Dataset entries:

■ ■ ■ ■ ■ ■ ■

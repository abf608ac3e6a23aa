use crate::model::event::{
    event::{CreateEvent, DeleteEvent, EventListOptions, UpdateEvent},
    Event,
};
use crate::model::id::{EventId, UserId};
use crate::model::list::PaginatedList;
use async_trait::async_trait;
use shared::error::AppResult;

#[async_trait]
pub trait EventRepository: Send + Sync {
    async fn create(&self, event: CreateEvent, organizer_id: UserId) -> AppResult<EventId>;
    // 開始日時の昇順で一覧を取得する
    async fn find_all(&self, options: EventListOptions) -> AppResult<PaginatedList<Event>>;
    async fn find_by_id(&self, event_id: EventId) -> AppResult<Option<Event>>;
    // 主催者本人のイベントのみ更新できる。created_by は変更しない
    async fn update(&self, event: UpdateEvent) -> AppResult<()>;
    // 主催者本人のイベントのみ削除できる。参加登録も連鎖して削除される
    async fn delete(&self, event: DeleteEvent) -> AppResult<()>;
}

■ ■ ■ ■ ■ ■ ■

» YOUR ASSIGNMENT
Without omitting any record, transcribe the data exactly.

» THE COMPLETED TASK
repository abf608ac3e6a23aa
use crate::model::event::{
    event::{CreateEvent, DeleteEvent, EventListOptions, UpdateEvent},
    Event,
};
use crate::model::id::{EventId, UserId};
use crate::model::list::PaginatedList;
use async_trait::async_trait;
use shared::error::AppResult;

#[async_trait]
pub trait EventRepository: Send + Sync {
    async fn create(&self, event: CreateEvent, organizer_id: UserId) -> AppResult<EventId>;
    // 開始日時の昇順で一覧を取得する
    async fn find_all(&self, options: EventListOptions) -> AppResult<PaginatedList<Event>>;
    async fn find_by_id(&self, event_id: EventId) -> AppResult<Option<Event>>;
    // 主催者本人のイベントのみ更新できる。created_by は変更しない
    async fn update(&self, event: UpdateEvent) -> AppResult<()>;
    // 主催者本人のイベントのみ削除できる。参加登録も連鎖して削除される
    async fn delete(&self, event: DeleteEvent) -> AppResult<()>;
}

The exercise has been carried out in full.